Thomas Sowell: There are no solutions, just trade-offs.
LadyJazzer wrote: Yeah, he certain "set the tone" when he was trading arms-for-hostages, and diverting money, illegally, to the Contras... Dang, I remember it so well... I certainly gave me confidence... And all that money that we spent, building up the military that was unpaid for; and anti-missle-missles that didn't work...
Wait, you mean that we don't have working anti-missile missiles today? I could have sworn we had them back when Saddam was firing Scuds at Israel and that current carriers have a working system on board as well. Do you have certitude that there are no anti-missile missiles LJ?
If Carter hadn't cut defense spending to the point where the military was incapable of defending or rescuing the citizens taken hostage by foreign nations and using the money to insert the wannabe national government into the world of education, perhaps Reagan, and the Congress of Democrats, would not have seen it so necessary to increase the defense spending by such a large amount. If Clinton had left more than a few Tomahawks in the inventory instead of firing the majority of the inventory into Bosnia and Kosovo while slashing the defense budget, perhaps the military spending at the start of the next administration wouldn't have been as high either.
Seems like the presidents elected from the party of Democrats love to use up all of the hardware their predecessor put into the inventory without replacing it and then the Democrats get to raise a stink when the next president has to replace the inventory his predecessor used up. Quite the con if allowed to get away with it - which I am unwilling to allow them to do.

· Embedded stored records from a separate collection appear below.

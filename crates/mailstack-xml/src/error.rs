//! Error type for XML serialization and parsing.

use std::io;

/// Errors from the XML wire layer.
#[derive(Debug, thiserror::Error)]
pub enum XmlError {
    /// An I/O error during XML writing.
    #[error("I/O error: {0}")]
    Io(#[from] io::Error),

    /// An error from the underlying quick-xml library.
    #[error("XML processing error: {0}")]
    QuickXml(#[from] quick_xml::Error),

    /// An error from quick-xml attribute handling.
    #[error("XML attribute error: {0}")]
    Attribute(#[from] quick_xml::events::attributes::AttrError),

    /// A malformed response document, with the parser context prepended
    /// and the library failure preserved as the cause.
    #[error("{context}: {source}")]
    Malformed {
        /// What was being parsed when the failure occurred.
        context: String,
        /// The underlying quick-xml failure.
        #[source]
        source: quick_xml::Error,
    },

    /// A domain validation rule was violated by a parsed value.
    #[error(transparent)]
    Invalid(#[from] mailstack_model::Error),

    /// A required XML element was missing.
    #[error("missing required XML element: {0}")]
    MissingElement(String),

    /// An unexpected XML element was encountered.
    #[error("unexpected XML element: {0}")]
    UnexpectedElement(String),

    /// An error parsing a value from XML text content.
    #[error("failed to parse value: {0}")]
    ParseError(String),
}

impl XmlError {
    /// Wraps a quick-xml failure with parser context.
    pub fn malformed(context: impl Into<String>, source: quick_xml::Error) -> Self {
        Self::Malformed {
            context: context.into(),
            source,
        }
    }
}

I understand why conservatives want to rewrite history and pretend that these good things happened while a Republican was in office — or claim, implausibly, that the 1981 Reagan tax cut somehow deserves credit for positive economic developments that didn’t happen until 14 or more years had passed. (Does Richard Nixon get credit for “Morning in America”?)

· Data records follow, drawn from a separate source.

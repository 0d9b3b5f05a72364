//! Rate-shopping request across the mail classes of a shipment category.

use crate::credential::CertifiedIntermediary;
use crate::request::{RequestHeader, floor_to_tenths};
use crate::types::{MailClass, MailpieceDimensions, MailShape};

/// Requests rates for every eligible mail class at once.
///
/// The mail class here is a shipment-category selector (`Domestic` or
/// `International`); the response carries one `PostagePrice` block per
/// quoted class. The weight is floored to one decimal place on assignment.
#[derive(Debug, Clone)]
pub struct PostageRatesRequest {
    pub(crate) header: RequestHeader,
    mail_class: MailClass,
    weight_oz: f64,
    from_postal_code: String,
    to_postal_code: String,
    from_country_code: Option<String>,
    to_country_code: Option<String>,
    mailpiece_shape: Option<MailShape>,
    mailpiece_dimensions: Option<MailpieceDimensions>,
    services: Vec<(String, String)>,
    date_advance: Option<i32>,
    delivery_time_days: Option<bool>,
    estimated_delivery_date: Option<bool>,
    machinable: Option<bool>,
}

impl PostageRatesRequest {
    /// Creates a rate-shopping request with the required fields.
    #[must_use]
    pub fn new(
        requester_id: impl Into<String>,
        credential: CertifiedIntermediary,
        mail_class: MailClass,
        weight_oz: f64,
        from_postal_code: impl Into<String>,
        to_postal_code: impl Into<String>,
    ) -> Self {
        Self {
            header: RequestHeader::new(requester_id, credential),
            mail_class,
            weight_oz: floor_to_tenths(weight_oz),
            from_postal_code: from_postal_code.into(),
            to_postal_code: to_postal_code.into(),
            from_country_code: None,
            to_country_code: None,
            mailpiece_shape: None,
            mailpiece_dimensions: None,
            services: Vec::new(),
            date_advance: None,
            delivery_time_days: None,
            estimated_delivery_date: None,
            machinable: None,
        }
    }

    /// Sets the shipment-category mail class.
    pub fn set_mail_class(&mut self, mail_class: MailClass) {
        self.mail_class = mail_class;
    }

    /// Returns the mail class.
    #[must_use]
    pub fn mail_class(&self) -> MailClass {
        self.mail_class
    }

    /// Sets the weight in ounces, floored to one decimal place.
    pub fn set_weight_oz(&mut self, weight_oz: f64) {
        self.weight_oz = floor_to_tenths(weight_oz);
    }

    /// Returns the weight in ounces.
    #[must_use]
    pub fn weight_oz(&self) -> f64 {
        self.weight_oz
    }

    /// Sets the origin postal code.
    pub fn set_from_postal_code(&mut self, code: impl Into<String>) {
        self.from_postal_code = code.into();
    }

    /// Returns the origin postal code.
    #[must_use]
    pub fn from_postal_code(&self) -> &str {
        &self.from_postal_code
    }

    /// Sets the destination postal code.
    pub fn set_to_postal_code(&mut self, code: impl Into<String>) {
        self.to_postal_code = code.into();
    }

    /// Returns the destination postal code.
    #[must_use]
    pub fn to_postal_code(&self) -> &str {
        &self.to_postal_code
    }

    /// Sets the origin country code.
    pub fn set_from_country_code(&mut self, code: Option<String>) {
        self.from_country_code = code;
    }

    /// Returns the origin country code.
    #[must_use]
    pub fn from_country_code(&self) -> Option<&str> {
        self.from_country_code.as_deref()
    }

    /// Sets the destination country code.
    pub fn set_to_country_code(&mut self, code: Option<String>) {
        self.to_country_code = code;
    }

    /// Returns the destination country code.
    #[must_use]
    pub fn to_country_code(&self) -> Option<&str> {
        self.to_country_code.as_deref()
    }

    /// Sets the mailpiece shape.
    pub fn set_mailpiece_shape(&mut self, shape: Option<MailShape>) {
        self.mailpiece_shape = shape;
    }

    /// Returns the mailpiece shape.
    #[must_use]
    pub fn mailpiece_shape(&self) -> Option<MailShape> {
        self.mailpiece_shape
    }

    /// Sets the mailpiece dimensions in inches.
    pub fn set_mailpiece_dimensions(&mut self, dimensions: Option<MailpieceDimensions>) {
        self.mailpiece_dimensions = dimensions;
    }

    /// Returns the mailpiece dimensions.
    #[must_use]
    pub fn mailpiece_dimensions(&self) -> Option<&MailpieceDimensions> {
        self.mailpiece_dimensions.as_ref()
    }

    /// Sets the extra services, rendered as attributes of the `Services`
    /// element (name, value) in insertion order.
    pub fn set_services(&mut self, services: Vec<(String, String)>) {
        self.services = services;
    }

    /// Returns the extra services.
    #[must_use]
    pub fn services(&self) -> &[(String, String)] {
        &self.services
    }

    /// Sets the number of days (0-7) to advance-date the label.
    pub fn set_date_advance(&mut self, days: Option<i32>) {
        self.date_advance = days;
    }

    /// Returns the advance-date day count.
    #[must_use]
    pub fn date_advance(&self) -> Option<i32> {
        self.date_advance
    }

    /// Sets whether the response should include delivery time in days.
    pub fn set_delivery_time_days(&mut self, flag: Option<bool>) {
        self.delivery_time_days = flag;
    }

    /// Returns the delivery-time-days flag.
    #[must_use]
    pub fn delivery_time_days(&self) -> Option<bool> {
        self.delivery_time_days
    }

    /// Sets whether the response should include the estimated delivery date.
    pub fn set_estimated_delivery_date(&mut self, flag: Option<bool>) {
        self.estimated_delivery_date = flag;
    }

    /// Returns the estimated-delivery-date flag.
    #[must_use]
    pub fn estimated_delivery_date(&self) -> Option<bool> {
        self.estimated_delivery_date
    }

    /// Sets the machinable flag.
    pub fn set_machinable(&mut self, flag: Option<bool>) {
        self.machinable = flag;
    }

    /// Returns the machinable flag.
    #[must_use]
    pub fn machinable(&self) -> Option<bool> {
        self.machinable
    }
}

#[cfg(test)]
mod tests {
    use super::*;

    #[test]
    fn test_should_floor_weight_to_tenths() {
        let credential = CertifiedIntermediary::from_credentials("123456", "secret").unwrap();
        let mut request = PostageRatesRequest::new(
            "lxxx",
            credential,
            MailClass::Domestic,
            7.77,
            "97201",
            "10001",
        );
        assert!((request.weight_oz() - 7.7).abs() < f64::EPSILON);
        request.set_weight_oz(3.99);
        assert!((request.weight_oz() - 3.9).abs() < f64::EPSILON);
    }
}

Like Ronald Reagan, President Bush began his term in office with big tax cuts for the rich and promises that the benefits would trickle down to the middle class. Like Reagan, he also began his term with an economic slump, then claimed that the recovery from that slump proved the success of his policies.
And like Reaganomics — but more quickly — Bushonomics has ended in grief. The public mood today is as grim as it was in 1992. Wages are lagging behind inflation. Employment growth in the Bush years has been pathetic compared with job creation in the Clinton era. Even if we don’t have a formal recession — and the odds now are that we will — the optimism of the 1990s has evaporated.

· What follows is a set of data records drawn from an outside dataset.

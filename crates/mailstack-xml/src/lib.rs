//! XML wire layer for the MailStack Label Server client.
//!
//! This crate converts between the domain types in `mailstack-model` and
//! the carrier's XML dialect:
//!
//! - [`LabelXmlSerialize`] and [`to_xml`] render request documents. Element
//!   order matters to the carrier, so each request type writes its elements
//!   in the documented sequence. Credentials are wrapped in a
//!   `<CertifiedIntermediary>` element everywhere except the two
//!   label-fetching requests, which predate that convention and carry
//!   flat `<AccountID>`/`<PassPhrase>`/`<Token>` children.
//! - [`FromResponseXml`] parses response documents. Responses are declared
//!   in the `www.envmgr.com/LabelService` default namespace; parsing
//!   matches on local element names so the namespace never gets in the
//!   way. The shared envelope (`Status`, ids, error message) is parsed
//!   first, and operation payloads are read only from successful
//!   responses.

pub mod deserialize;
pub mod error;
pub mod serialize;

pub use deserialize::FromResponseXml;
pub use error::XmlError;
pub use serialize::{LabelXmlSerialize, to_xml};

And I completely understand why the regressives don't want to credit Reagan for inspiring the people such that the economy expanded a full 82% in value during his 8 years in office. The economy was $2.8 Trillion and inflation was 13.5% annually when he was elected and $5.1 Trillion and 4.1% the year he left office - all the result of renewing, rather than discouraging, confidence in the nation. Don't get me wrong here, Obama has done a wonderful job of encouraging the socialists here, but that is only a small percentage of the population. Reagan inspired the nation, which is why he won the EC vote in 43 states in 1980 and 48 states in 1984. Your anecdotal reference to yourself fails to support your premise in the wake of this reality LJ.
Yeah, I can see how the bottom curve grows with the Re-xxx-ican pressydents .. notably Ronny Raygun and the Idiot Son.
I still get all tingly thinking about how inspired I was...
Also note how the public debt (top graph) dropped with Billy-bob Clinton was in office.
Hmmm.
So. Why are the Republicans screaming about the debt .... when they're the one's that run it up? I know. I know. We can fix it with more tax cuts ... especially for the top 1%.
Ah well.
Of course, it's still the same basic info as Dog posted, just a different way to chart it:
Something the Dog Said wrote: Since Viking likes his charts, here is one to consider:
What runs up the debt is Republican presidents compromising with Democrat Congresses. Care to run that same graph showing the debt accumulation according to party control of Congress? I'm betting not since about 70% of the debt was accumulated under that scenario.